Background “Dose-banding” is a concept of standardising cytotoxic drugs that enables standardised rounded doses (SRD) to be prepared in advance, covering the most frequently prescribed doses rounded to ± 5%. Standard doses will be prepared in advance by batch in order to increase production capacity, at the same time regulating pharmacy workflow and reducing patient waiting time.

Purpose To identify anticancer drugs suitable for dose banding and to fix standardised doses.

Materials and methods The drugs were selected in accordance with several criteria: frequency of preparation, long-term physicochemical stability after reconstitution, repetition of the prescribed doses and opportunity for savings. The selected drugs were: carboplatin, cetuximab, cisplatin, cyclophosphamide, doxorubicin, 5-fluorouracil, gemcitabine, oxaliplatin, paclitaxel, rituximab, trastuzumab and vinorelbine. We established an inventory of the prescriptions retrospectively for a period of six months in order to highlight the most often prescribed doses. For the analysis, we fixed bands with a standard deviation of ± 5%, ± 7% and ± 10%.

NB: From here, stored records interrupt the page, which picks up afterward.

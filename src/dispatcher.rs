//! Concurrent request batching
//!
//! The [`Dispatcher`] runs every request of a [`RequestBatch`] as its own tokio
//! task, gated by a semaphore sized to the concurrency limit, and waits for all
//! of them to settle. Each task hands back its `(key, outcome)` pair; the map is
//! assembled only after every handle has been joined, so no task ever touches
//! shared result state.

use crate::{CarbonError, Config, Metrics, RequestBatch, RequestDescriptor, RequestFailure};
use async_trait::async_trait;
use futures::future::join_all;
use serde_json::Value;
use std::collections::BTreeMap;
use std::sync::Arc;
use std::time::{Duration, Instant};
use tokio::sync::Semaphore;
use tokio::task::AbortHandle;
use tokio::time::timeout;
use tracing::{debug, info, warn};

/// Settled result of one request in a batch.
#[derive(Debug, Clone, PartialEq)]
pub enum BatchOutcome {
    Success(Value),
    Failure(RequestFailure),
}

impl BatchOutcome {
    pub fn is_success(&self) -> bool {
        matches!(self, BatchOutcome::Success(_))
    }

    pub fn success(&self) -> Option<&Value> {
        match self {
            BatchOutcome::Success(value) => Some(value),
            BatchOutcome::Failure(_) => None,
        }
    }

    pub fn failure(&self) -> Option<&RequestFailure> {
        match self {
            BatchOutcome::Success(_) => None,
            BatchOutcome::Failure(failure) => Some(failure),
        }
    }

    pub fn into_result(self) -> Result<Value, RequestFailure> {
        match self {
            BatchOutcome::Success(value) => Ok(value),
            BatchOutcome::Failure(failure) => Err(failure),
        }
    }
}

impl From<Result<Value, RequestFailure>> for BatchOutcome {
    fn from(result: Result<Value, RequestFailure>) -> Self {
        match result {
            Ok(value) => BatchOutcome::Success(value),
            Err(failure) => BatchOutcome::Failure(failure),
        }
    }
}

pub type BatchOutcomes = BTreeMap<String, BatchOutcome>;

/// Executes a single request and decodes its body.
///
/// Implementations are shared by every task of a batch, so they must be safe
/// for concurrent use. The dispatcher applies the per-request timeout itself.
#[cfg_attr(test, mockall::automock)]
#[async_trait]
pub trait Transport {
    async fn execute(&self, request: &RequestDescriptor) -> Result<Value, RequestFailure>;
}

/// [`Transport`] backed by one pooled `reqwest::Client`.
#[derive(Debug, Clone)]
pub struct HttpTransport {
    client: reqwest::Client,
    client_timeout: Option<Duration>,
}

impl HttpTransport {
    pub fn new(config: &Config) -> Result<Self, CarbonError> {
        let mut builder = reqwest::Client::builder()
            .timeout(config.client_timeout)
            .danger_accept_invalid_certs(config.accept_invalid_certs);

        if let Some(user_agent) = &config.user_agent {
            builder = builder.user_agent(user_agent);
        }

        let client = builder
            .build()
            .map_err(|e| CarbonError::TransportSetup(e.to_string()))?;

        Ok(Self {
            client,
            client_timeout: Some(config.client_timeout),
        })
    }

    /// Wrap an existing client. Client-side timeouts are then reported with
    /// the request's own deadline.
    pub fn from_client(client: reqwest::Client) -> Self {
        Self {
            client,
            client_timeout: None,
        }
    }
}

#[async_trait]
impl Transport for HttpTransport {
    async fn execute(&self, request: &RequestDescriptor) -> Result<Value, RequestFailure> {
        let deadline = self.client_timeout.unwrap_or(request.timeout);
        let classify = |e: reqwest::Error| RequestFailure::from_reqwest(e, deadline);
        let mut builder = self.client.request(request.method.clone(), &request.url);

        for (name, value) in &request.headers {
            builder = builder.header(name.as_str(), value.as_str());
        }

        if let Some(body) = &request.body {
            builder = builder.body(body.clone());
        }

        let response = builder.send().await.map_err(classify)?;
        let status = response.status();

        if !status.is_success() {
            let body = response.text().await.unwrap_or_default();
            return Err(RequestFailure::Status {
                status: status.as_u16(),
                body,
            });
        }

        let bytes = response.bytes().await.map_err(classify)?;
        serde_json::from_slice(&bytes).map_err(|e| RequestFailure::Decode(e.to_string()))
    }
}

pub struct Dispatcher<T: Transport> {
    transport: Arc<T>,
    metrics: Arc<Metrics>,
}

impl Dispatcher<HttpTransport> {
    /// Build a dispatcher around a fresh HTTP client.
    pub fn http(config: &Config) -> Result<Self, CarbonError> {
        Ok(Self::new(HttpTransport::new(config)?))
    }
}

impl<T: Transport + Send + Sync + 'static> Dispatcher<T> {
    pub fn new(transport: T) -> Self {
        Self::with_shared(Arc::new(transport))
    }

    /// Reuse a long-lived transport across several dispatchers.
    pub fn with_shared(transport: Arc<T>) -> Self {
        Self {
            transport,
            metrics: Arc::new(Metrics::new()),
        }
    }

    pub fn with_metrics(mut self, metrics: Arc<Metrics>) -> Self {
        self.metrics = metrics;
        self
    }

    pub fn transport(&self) -> &Arc<T> {
        &self.transport
    }

    /// Issue every request in `batch` with at most `concurrency_limit` in
    /// flight and wait for all of them to settle.
    ///
    /// The returned map has exactly one entry per input key. Individual
    /// failures are reported in their entry; the call itself only fails when
    /// `concurrency_limit` is zero.
    pub async fn dispatch(
        &self,
        batch: RequestBatch,
        concurrency_limit: usize,
    ) -> Result<BatchOutcomes, CarbonError> {
        if concurrency_limit == 0 {
            return Err(CarbonError::InvalidConcurrency);
        }

        if batch.is_empty() {
            return Ok(BatchOutcomes::new());
        }

        let batch_id = uuid::Uuid::new_v4();
        let total = batch.len();
        let start_time = Instant::now();
        let semaphore = Arc::new(Semaphore::new(concurrency_limit));

        debug!(
            "Dispatching batch {} with {} requests (concurrency {})",
            batch_id, total, concurrency_limit
        );

        let mut keys = Vec::with_capacity(total);
        let mut tasks = Vec::with_capacity(total);
        let mut in_flight = AbortOnDrop(Vec::with_capacity(total));

        for request in batch {
            let permit = semaphore.clone().acquire_owned().await?;
            let transport = self.transport.clone();
            let metrics = self.metrics.clone();

            keys.push(request.key.clone());
            let handle = tokio::spawn(async move {
                let _permit = permit;
                let outcome = execute_one(transport.as_ref(), &request, &metrics).await;
                (request.key, outcome)
            });
            in_flight.0.push(handle.abort_handle());
            tasks.push(handle);
        }

        let mut outcomes = BatchOutcomes::new();
        for (key, joined) in keys.into_iter().zip(join_all(tasks).await) {
            let (key, outcome) = joined.unwrap_or_else(|e| {
                warn!("Request {} in batch {} did not complete: {}", key, batch_id, e);
                self.metrics.record_failure(&RequestFailure::Aborted(e.to_string()));
                (key, BatchOutcome::Failure(RequestFailure::Aborted(e.to_string())))
            });
            outcomes.insert(key, outcome);
        }

        let succeeded = outcomes.values().filter(|o| o.is_success()).count();
        info!(
            "Batch {} completed in {:?}. Success: {}, Errors: {}",
            batch_id,
            start_time.elapsed(),
            succeeded,
            total - succeeded
        );

        Ok(outcomes)
    }
}

/// Aborts every spawned request when `dispatch` is dropped before it settles.
struct AbortOnDrop(Vec<AbortHandle>);

impl Drop for AbortOnDrop {
    fn drop(&mut self) {
        for handle in &self.0 {
            handle.abort();
        }
    }
}

async fn execute_one<T: Transport + ?Sized>(
    transport: &T,
    request: &RequestDescriptor,
    metrics: &Metrics,
) -> BatchOutcome {
    let start_time = Instant::now();
    debug!("{} {} ({})", request.method, request.url, request.key);

    let result = match timeout(request.timeout, transport.execute(request)).await {
        Ok(result) => result,
        Err(_) => Err(RequestFailure::Timeout(request.timeout)),
    };

    metrics.record_request_duration(start_time.elapsed());

    match &result {
        Ok(_) => {
            metrics.record_success();
            debug!("Request {} succeeded in {:?}", request.key, start_time.elapsed());
        }
        Err(failure) => {
            metrics.record_failure(failure);
            warn!("Request {} failed: {}", request.key, failure);
        }
    }

    result.into()
}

Results Standardisation of doses of chemotherapy was deemed interesting if ≥60% of the doses were standardisable with a maximum of three SRD and a minimum of one delivery per week, in order to guarantee a good turnover of the batch. We added a maximum of 5% standard deviation to those three criteria, the deviation currently accepted among our medical staff. After analysing 3506 prescriptions, eight drugs were eligible: doxorubicin, 5-fluorouracil infusion, 5-fluorouracil pump, gemcitabine, paclitaxel, rituximab, trastuzumab and vinorelbine, with a percentage standardisation of 77% (SRD: 30 mg), 61% (SRD: 700–750-800 mg), 75% (SRD: 4000–4500-5000 mg), 72% (SRD: 1600–1800-2000 mg), 61% (SRD: 140–150-160 mg), 64% (SRD: 600–700-750 mg), 71% (SRD: 350–400-450 mg) and 62% (SRD: 40–50 mg) respectively.

Conclusions This preliminary study allows us to consider implementing the dose banding concept in order to optimise the anti-cancer chemotherapy supply chain in our institution.

No conflict of interest.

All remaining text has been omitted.